En 1522 montó un viaje a Jerusalén pensado como peregrinación. Comenzó en Montserrat donde cambió de indumentaria, hizo confesión general y se consagró a la Virgen. En los alrededores de Manresa (en la provincia de Barcelona) estuvo un año dedicado a la oración, a la penitencia, al apostolado y a la visita a los enfermos en los hospitales. En la cueva tomó apuntes de su trayectoria espiritual que con retoques posteriores será el esbozo de los Ejercicios Espirituales. Luego sigue su proyectado viaje –siempre mendigando– de Barcelona a Roma, de Venecia a Chipre, Palestina y los Santos Lugares.
A la vuelta consideró que eran necesarios los estudios. Se le ve en las universidades de Alcalá y Salamanca. En 1528, está en la de París consiguiendo grados académicos; pero más que eso, encontró a Fabro, Javier, Laínez y Salmerón, Rodríguez y Bobadilla que serán, además de los primeros discípulos en los que ha prendido el hambre de almas, los pilares de su futuro quehacer apostólico. Todos hicieron voto de apostolado en pobreza y castidad y se marcharon a Roma a ponerse a total disposición del papa.
En 1537, tuvo Iñigo –en Storta– una experiencia mística de donde salió con la convicción de fundar una 'compañía' de apóstoles que debía llevar el nombre de 'Jesús'. La Compañía de Jesús había nacido. En Roma se ordenó sacerdote (1538). Pablo III aprueba en 1540 aquel nuevo estilo de monacato innovador por la bula Mare magnum, la declarada exenta de jurisdicción episcopal, y de tributación. Un año después Loyola fue elegido primer general de la orden. Y mientras sus hijos se esparcen por Europa en cumplimiento de distintas misiones pontificias, e inundándolo de colegios, Ignacio –que así se llama ahora– se queda en Roma escribiendo cartas (cerca de 7000), predicando, dando ejercicios espirituales, y visitando los hospitales. Preocupado por la formación del clero, fundó el Colegio Romano (1551) y el Colegio Germánico (1552). Comienza a mandar misioneros a tierras de infieles en India, Japón y Abisinia. Se quema activamente en contrarrestar la Reforma protestante y se ocupa del peligro que supone la 'media luna' ante Carlos V y Felipe II.

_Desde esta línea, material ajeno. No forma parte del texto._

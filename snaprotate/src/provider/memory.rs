//! In-memory provider used by tests and for exercising job configurations
//! without touching a real account.

use std::collections::{BTreeMap, HashSet};
use std::sync::{Arc, Mutex, MutexGuard, PoisonError};

use async_trait::async_trait;

use super::{
    CloudProvider, InstanceInfo, ProviderConnector, SnapshotInfo, SnapshotTags, VolumeInfo,
};
use crate::config::{EbsSnapshotSettings, TagPair};
use crate::utils::{Result, SnapError};

type Tags = BTreeMap<String, String>;

fn tags_from(pairs: &[(&str, &str)]) -> Tags {
    pairs
        .iter()
        .map(|(k, v)| (k.to_string(), v.to_string()))
        .collect()
}

fn matches(tags: &Tags, filter: Option<&TagPair>) -> bool {
    filter.map_or(true, |tag| tags.get(&tag.key) == Some(&tag.value))
}

struct Instance {
    id: String,
    owner: String,
    tags: Tags,
}

struct Volume {
    id: String,
    instance_id: String,
    tags: Tags,
}

/// A `create_snapshot` call observed by the provider.
#[derive(Debug, Clone, PartialEq, Eq)]
pub struct CreatedSnapshot {
    pub snapshot_id: String,
    pub volume_id: String,
    pub tags: SnapshotTags,
}

/// Arguments of a `find_instances` call.
#[derive(Debug, Clone, PartialEq, Eq)]
pub struct InstanceQuery {
    pub instance_id: Option<String>,
    pub tag: Option<TagPair>,
}

#[derive(Default)]
struct State {
    instances: Vec<Instance>,
    volumes: Vec<Volume>,
    snapshots: Vec<SnapshotInfo>,
    local_instance: Option<String>,
    next_id: u64,
    created: Vec<CreatedSnapshot>,
    deleted: Vec<String>,
    instance_queries: Vec<InstanceQuery>,
    fail_create: HashSet<String>,
    fail_delete: HashSet<String>,
    fail_queries: bool,
}

/// Instances, volumes and managed snapshots held in memory. Mutating calls
/// are recorded so tests can assert on them.
#[derive(Default)]
pub struct MemoryProvider {
    state: Mutex<State>,
}

impl MemoryProvider {
    pub fn new() -> Self {
        Self::default()
    }

    fn state(&self) -> MutexGuard<'_, State> {
        self.state.lock().unwrap_or_else(PoisonError::into_inner)
    }

    pub fn with_instance(self, id: &str, tags: &[(&str, &str)]) -> Self {
        self.state().instances.push(Instance {
            id: id.to_string(),
            owner: "123456789012".to_string(),
            tags: tags_from(tags),
        });
        self
    }

    pub fn with_volume(self, instance_id: &str, volume_id: &str, tags: &[(&str, &str)]) -> Self {
        self.state().volumes.push(Volume {
            id: volume_id.to_string(),
            instance_id: instance_id.to_string(),
            tags: tags_from(tags),
        });
        self
    }

    /// Add a managed snapshot.
    pub fn with_snapshot(self, volume_id: &str, snapshot_id: &str, description: &str, created_at: i64) -> Self {
        self.state().snapshots.push(SnapshotInfo {
            id: snapshot_id.to_string(),
            volume_id: volume_id.to_string(),
            description: description.to_string(),
            created_at,
        });
        self
    }

    pub fn with_local_instance(self, id: &str) -> Self {
        self.state().local_instance = Some(id.to_string());
        self
    }

    /// Make `create_snapshot` fail for this volume.
    pub fn fail_create_for(self, volume_id: &str) -> Self {
        self.state().fail_create.insert(volume_id.to_string());
        self
    }

    /// Make `delete_snapshot` fail for this snapshot.
    pub fn fail_delete_for(self, snapshot_id: &str) -> Self {
        self.state().fail_delete.insert(snapshot_id.to_string());
        self
    }

    /// Make every enumeration call fail.
    pub fn fail_queries(self) -> Self {
        self.state().fail_queries = true;
        self
    }

    pub fn created(&self) -> Vec<CreatedSnapshot> {
        self.state().created.clone()
    }

    pub fn deleted(&self) -> Vec<String> {
        self.state().deleted.clone()
    }

    pub fn instance_queries(&self) -> Vec<InstanceQuery> {
        self.state().instance_queries.clone()
    }

    /// Ids of the managed snapshots currently stored.
    pub fn snapshot_ids(&self) -> Vec<String> {
        self.state().snapshots.iter().map(|s| s.id.clone()).collect()
    }

    fn check_queries(&self, call: &str) -> Result<()> {
        if self.state().fail_queries {
            return Err(SnapError::ResourceQueryFailed(format!("{} has failed: injected failure", call)));
        }
        Ok(())
    }
}

#[async_trait]
impl CloudProvider for MemoryProvider {
    async fn find_instances(
        &self,
        instance_id: Option<&str>,
        tag: Option<&TagPair>,
    ) -> Result<Vec<InstanceInfo>> {
        self.check_queries("DescribeInstances()")?;
        let mut state = self.state();
        state.instance_queries.push(InstanceQuery {
            instance_id: instance_id.map(str::to_string),
            tag: tag.cloned(),
        });

        Ok(state
            .instances
            .iter()
            .filter(|i| instance_id.map_or(true, |id| i.id == id))
            .filter(|i| matches(&i.tags, tag))
            .map(|i| InstanceInfo {
                id: i.id.clone(),
                name: i.tags.get("Name").cloned().unwrap_or_default(),
                owner: i.owner.clone(),
            })
            .collect())
    }

    async fn find_volumes(&self, instance_id: &str, tag: Option<&TagPair>) -> Result<Vec<VolumeInfo>> {
        self.check_queries("DescribeVolumes()")?;
        Ok(self
            .state()
            .volumes
            .iter()
            .filter(|v| v.instance_id == instance_id && matches(&v.tags, tag))
            .map(|v| VolumeInfo {
                id: v.id.clone(),
                name: v.tags.get("Name").cloned().unwrap_or_default(),
            })
            .collect())
    }

    async fn find_managed_snapshots(&self, volume_id: &str) -> Result<Vec<SnapshotInfo>> {
        self.check_queries("DescribeSnapshots()")?;
        Ok(self
            .state()
            .snapshots
            .iter()
            .filter(|s| s.volume_id == volume_id)
            .cloned()
            .collect())
    }

    async fn create_snapshot(&self, volume_id: &str, tags: &SnapshotTags) -> Result<String> {
        let mut state = self.state();
        if state.fail_create.contains(volume_id) {
            return Err(SnapError::SnapshotCreateFailed {
                volume_id: volume_id.to_string(),
                reason: "injected failure".to_string(),
            });
        }

        state.next_id += 1;
        let snapshot_id = format!("snap-{:017x}", state.next_id);
        state.snapshots.push(SnapshotInfo {
            id: snapshot_id.clone(),
            volume_id: volume_id.to_string(),
            description: tags.name.clone(),
            created_at: tags.timestamp.parse().unwrap_or_default(),
        });
        state.created.push(CreatedSnapshot {
            snapshot_id: snapshot_id.clone(),
            volume_id: volume_id.to_string(),
            tags: tags.clone(),
        });
        Ok(snapshot_id)
    }

    async fn delete_snapshot(&self, snapshot_id: &str) -> Result<()> {
        let mut state = self.state();
        if state.fail_delete.contains(snapshot_id) {
            return Err(SnapError::SnapshotDeleteFailed {
                snapshot_id: snapshot_id.to_string(),
                reason: "injected failure".to_string(),
            });
        }
        let before = state.snapshots.len();
        state.snapshots.retain(|s| s.id != snapshot_id);
        if state.snapshots.len() == before {
            return Err(SnapError::SnapshotDeleteFailed {
                snapshot_id: snapshot_id.to_string(),
                reason: "snapshot does not exist".to_string(),
            });
        }
        state.deleted.push(snapshot_id.to_string());
        Ok(())
    }

    async fn detect_local_instance_id(&self) -> Result<String> {
        self.state().local_instance.clone().ok_or_else(|| {
            SnapError::ResourceQueryFailed("unable to determine the EC2 instance ID: not running on an instance".to_string())
        })
    }
}

/// Hands out the same [`MemoryProvider`] to every job.
#[derive(Clone)]
pub struct MemoryConnector {
    provider: Arc<MemoryProvider>,
}

impl MemoryConnector {
    pub fn new(provider: Arc<MemoryProvider>) -> Self {
        Self { provider }
    }
}

#[async_trait]
impl ProviderConnector for MemoryConnector {
    async fn connect(&self, _settings: &EbsSnapshotSettings) -> Result<Arc<dyn CloudProvider>> {
        Ok(self.provider.clone())
    }
}
//! Deterministic random number generation for scrambles.
//!
//! ## Key Features
//!
//! - **Deterministic**: Same seed produces identical scrambles
//! - **Forkable**: Independent streams for separate sessions
//! - **Serializable**: O(1) state capture and restore
//!
//! ```
//! use rust_cube::core::CubeRng;
//!
//! let mut a = CubeRng::new(42);
//! let mut b = CubeRng::new(42);
//! assert_eq!(a.gen_index(12), b.gen_index(12));
//! ```

use rand::{Rng, SeedableRng};
use rand_chacha::ChaCha8Rng;
use serde::{Deserialize, Serialize};

/// Deterministic RNG used to draw scramble moves.
///
/// Uses ChaCha8 for speed with good statistical quality.
#[derive(Clone, Debug)]
pub struct CubeRng {
    inner: ChaCha8Rng,
    seed: u64,
    fork_counter: u64,
}

impl CubeRng {
    /// Create a new RNG with the given seed.
    #[must_use]
    pub fn new(seed: u64) -> Self {
        Self {
            inner: ChaCha8Rng::seed_from_u64(seed),
            seed,
            fork_counter: 0,
        }
    }

    /// Create an RNG seeded from system entropy.
    ///
    /// The chosen seed is still recorded, so the stream can be replayed
    /// from [`CubeRng::seed`].
    #[must_use]
    pub fn from_entropy() -> Self {
        Self::new(rand::random())
    }

    /// The seed this stream started from.
    #[must_use]
    pub fn seed(&self) -> u64 {
        self.seed
    }

    /// Fork this RNG to create an independent branch.
    ///
    /// Each fork produces a different but deterministic sequence.
    #[must_use]
    pub fn fork(&mut self) -> Self {
        self.fork_counter += 1;
        let fork_seed = self
            .seed
            .wrapping_add(self.fork_counter.wrapping_mul(0x9E3779B97F4A7C15));
        Self::new(fork_seed)
    }

    /// Uniform index in `0..len`.
    ///
    /// # Panics
    ///
    /// Panics if `len` is zero.
    pub fn gen_index(&mut self, len: usize) -> usize {
        self.inner.gen_range(0..len)
    }

    /// Get the current state for serialization.
    #[must_use]
    pub fn state(&self) -> CubeRngState {
        CubeRngState {
            seed: self.seed,
            word_pos: self.inner.get_word_pos(),
            fork_counter: self.fork_counter,
        }
    }

    /// Restore from a saved state.
    #[must_use]
    pub fn from_state(state: &CubeRngState) -> Self {
        let mut inner = ChaCha8Rng::seed_from_u64(state.seed);
        inner.set_word_pos(state.word_pos);
        Self {
            inner,
            seed: state.seed,
            fork_counter: state.fork_counter,
        }
    }
}

/// Serializable RNG state for checkpointing.
#[derive(Clone, Debug, PartialEq, Eq, Serialize, Deserialize)]
pub struct CubeRngState {
    /// Original seed
    pub seed: u64,
    /// ChaCha8 word position (128-bit counter)
    pub word_pos: u128,
    /// Fork counter for deterministic branching
    pub fork_counter: u64,
}

#[cfg(test)]
mod tests {
    use super::*;

    #[test]
    fn test_determinism() {
        let mut rng1 = CubeRng::new(42);
        let mut rng2 = CubeRng::new(42);

        for _ in 0..100 {
            assert_eq!(rng1.gen_index(12), rng2.gen_index(12));
        }
    }

    #[test]
    fn test_different_seeds() {
        let mut rng1 = CubeRng::new(1);
        let mut rng2 = CubeRng::new(2);

        let seq1: Vec<_> = (0..20).map(|_| rng1.gen_index(1000)).collect();
        let seq2: Vec<_> = (0..20).map(|_| rng2.gen_index(1000)).collect();

        assert_ne!(seq1, seq2);
    }

    #[test]
    fn test_gen_index_in_range() {
        let mut rng = CubeRng::new(7);
        for _ in 0..1000 {
            assert!(rng.gen_index(12) < 12);
        }
    }

    #[test]
    fn test_fork_produces_different_sequence() {
        let mut rng = CubeRng::new(42);
        let mut forked = rng.fork();

        let seq1: Vec<_> = (0..20).map(|_| rng.gen_index(1000)).collect();
        let seq2: Vec<_> = (0..20).map(|_| forked.gen_index(1000)).collect();

        assert_ne!(seq1, seq2);
    }

    #[test]
    fn test_fork_is_deterministic() {
        let mut rng1 = CubeRng::new(42);
        let mut rng2 = CubeRng::new(42);

        let forked1 = rng1.fork();
        let forked2 = rng2.fork();

        assert_eq!(forked1.seed(), forked2.seed());
    }

    #[test]
    fn test_from_entropy_records_seed() {
        let mut rng = CubeRng::from_entropy();
        let mut replay = CubeRng::new(rng.seed());

        for _ in 0..10 {
            assert_eq!(rng.gen_index(12), replay.gen_index(12));
        }
    }

    #[test]
    fn test_state_restore() {
        let mut rng = CubeRng::new(42);
        for _ in 0..100 {
            rng.gen_index(12);
        }

        let state = rng.state();
        let expected: Vec<_> = (0..10).map(|_| rng.gen_index(12)).collect();

        let mut restored = CubeRng::from_state(&state);
        let actual: Vec<_> = (0..10).map(|_| restored.gen_index(12)).collect();

        assert_eq!(expected, actual);
    }

    #[test]
    fn test_state_serde() {
        let state = CubeRngState {
            seed: 42,
            word_pos: 12345,
            fork_counter: 5,
        };

        let json = serde_json::to_string(&state).unwrap();
        let deserialized: CubeRngState = serde_json::from_str(&json).unwrap();

        assert_eq!(state, deserialized);
    }
}
//! Scramble driver: the only place randomness touches a cube.

pub mod scrambler;

pub use scrambler::{scramble, Scrambler};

El genio práctico y organizador, santo, político, soldado conquistador, romántico vehemente y enamorado místico se había puesto en juego, pleno de ideales humanos y sobrenaturales, para rendir en la pelea de conquista del Reino. Y lo hizo con una fuerza y empuje tal, que la Iglesia entera no pudo menos de mirar a Ignacio y a sus hijos como puntos de referencia de lo que había que hacer y en tanto tiempo no se había hecho: Predicación abundante y sólida, de la que no deja resquicios a la duda, la que llama al desorden pecado, a la obediencia virtud, al sacrificio medio y remedio, al misterio don, a la pobreza entrega, a la penitencia servicio, a Dios padre, a Jesús rey, a la Virgen madre, y al Espíritu necesidad para el camino; atendió y mandó atender mucho al confesonario; patrocinó el empleo de la imprenta, libros y libretos; pidió exigente piedad, ciencia profunda y hasta marcó un estilo jesuítico de arquitectura sacra nuevo.
Murió en Roma el 31 de julio de 1556 y fue canonizado por el papa Gregorio XV en 1622.
Con él había nacido el inmenso personaje de la historia humana, uno de los hacedores del mundo moderno, símbolo de una Iglesia que no se resigna a unos andares cansinos, pasivos y lentos. Cierto que la Compañía de Jesús sería, como ella, alabada arriba en el candelero y pisada abajo en donde se ensucian los cuerpos.